The upper 200 is attached to the sole structure 100 and includes interior surfaces that define an interior void 202 configured to receive and secure a foot for support on sole structure 100. The upper 200 may be formed from one or more materials that are stitched or adhesively bonded together to form the interior void 202. Suitable materials of the upper may include, but are not limited to, mesh, textiles, foam, leather, and synthetic leather. The materials may be selected and located to impart properties of durability, air-permeability, wear-resistance, flexibility, and comfort.

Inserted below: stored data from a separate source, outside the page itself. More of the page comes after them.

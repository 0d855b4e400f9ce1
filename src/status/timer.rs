use std::{
    cmp::Ordering,
    collections::{BinaryHeap, HashSet},
};

use serde::{Deserialize, Serialize};

use crate::entity::EntityId;

use super::EffectKind;

/// 예약된 타이머 하나를 가리키는 핸들
#[derive(Debug, Clone, Copy, PartialEq, Eq, Hash, PartialOrd, Ord, Serialize, Deserialize)]
pub struct TimerHandle(u64);

impl TimerHandle {
    pub const fn new(raw: u64) -> Self {
        Self(raw)
    }

    pub fn as_u64(self) -> u64 {
        self.0
    }
}

/// 타이머가 만료될 때 처리할 대상 (엔티티 + 효과 슬롯)
#[derive(Debug, Clone, Copy, PartialEq, Eq, Hash, Serialize, Deserialize)]
pub struct TimerTarget {
    pub entity: EntityId,
    pub kind: EffectKind,
}

/// 만료되어 꺼내진 타이머
#[derive(Debug, Clone, Copy, PartialEq, Eq)]
pub struct FiredTimer {
    pub handle: TimerHandle,
    pub target: TimerTarget,
    pub due_ms: u64,
}

/// 외부 타이머 설비
///
/// 엔진은 이 trait 으로만 타이머를 등록/취소한다. 등록된 핸들은 효과 하나가
/// 독점하고, 자연 만료(pop_due) 또는 cancel 중 정확히 한 번만 해제된다.
pub trait TimerService {
    fn schedule(&mut self, due_ms: u64, target: TimerTarget) -> TimerHandle;

    /// 아직 살아있는 핸들이면 true
    fn cancel(&mut self, handle: TimerHandle) -> bool;

    /// now_ms 까지 만료된 타이머를 시간순으로 하나 꺼낸다.
    fn pop_due(&mut self, now_ms: u64) -> Option<FiredTimer>;

    /// 등록되어 있고 아직 해제되지 않은 타이머 수
    fn pending(&self) -> usize;
}

#[derive(Debug, Clone, Copy, PartialEq, Eq)]
struct Scheduled {
    due_ms: u64,
    handle: TimerHandle,
    target: TimerTarget,
}

/// BinaryHeap 에서 가장 이른 타이머가 먼저 나오도록 순서를 뒤집는다.
/// 같은 시각이면 먼저 등록된(핸들 번호가 작은) 타이머가 먼저다.
impl Ord for Scheduled {
    fn cmp(&self, other: &Self) -> Ordering {
        other
            .due_ms
            .cmp(&self.due_ms)
            .then_with(|| other.handle.cmp(&self.handle))
    }
}

impl PartialOrd for Scheduled {
    fn partial_cmp(&self, other: &Self) -> Option<Ordering> {
        Some(self.cmp(other))
    }
}

const COMPACT_MIN_ENTRIES: usize = 64;

/// 기본 타이머 구현: 최소 힙 + 지연 취소
///
/// cancel 은 live 집합에서만 지우고, 힙에 남은 항목은 pop 시점에 버린다.
/// 취소된 항목이 살아있는 항목보다 훨씬 많아지면 힙을 한 번 정리한다.
#[derive(Debug, Default)]
pub struct TimerQueue {
    heap: BinaryHeap<Scheduled>,
    live: HashSet<TimerHandle>,
    next_handle: u64,
}

impl TimerQueue {
    pub fn new() -> Self {
        Self::default()
    }

    /// 다음 만료 시각 (취소된 항목 포함 가능)
    pub fn peek_due(&self) -> Option<u64> {
        self.heap.peek().map(|s| s.due_ms)
    }

    fn compact_if_bloated(&mut self) {
        let total = self.heap.len();
        if total < COMPACT_MIN_ENTRIES || total <= self.live.len() * 2 {
            return;
        }
        let live = &self.live;
        self.heap.retain(|s| live.contains(&s.handle));
        tracing::trace!("timer heap compacted: {} -> {}", total, self.heap.len());
    }
}

impl TimerService for TimerQueue {
    fn schedule(&mut self, due_ms: u64, target: TimerTarget) -> TimerHandle {
        self.next_handle += 1;
        let handle = TimerHandle(self.next_handle);
        self.heap.push(Scheduled {
            due_ms,
            handle,
            target,
        });
        self.live.insert(handle);
        tracing::trace!("timer {:?} scheduled at {}ms for {:?}", handle, due_ms, target);
        handle
    }

    fn cancel(&mut self, handle: TimerHandle) -> bool {
        let removed = self.live.remove(&handle);
        if removed {
            tracing::trace!("timer {:?} cancelled", handle);
            self.compact_if_bloated();
        }
        removed
    }

    fn pop_due(&mut self, now_ms: u64) -> Option<FiredTimer> {
        while let Some(top) = self.heap.peek() {
            if top.due_ms > now_ms {
                return None;
            }
            let Some(scheduled) = self.heap.pop() else {
                return None;
            };
            if self.live.remove(&scheduled.handle) {
                return Some(FiredTimer {
                    handle: scheduled.handle,
                    target: scheduled.target,
                    due_ms: scheduled.due_ms,
                });
            }
            // 취소된 항목
        }
        None
    }

    fn pending(&self) -> usize {
        self.live.len()
    }
}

With particular reference to FIGS. 9 and 10B, an article of footwear 10a is provided and includes a sole structure 100a and the upper 200 attached to the sole structure 100a. In view of the substantial similarity in structure and function of the components associated with the article of footwear 10 with respect to the article of footwear 10a, like reference numerals are used hereinafter and in the drawings to identify like components while like reference numerals containing letter extensions are used to identify those components that have been modified.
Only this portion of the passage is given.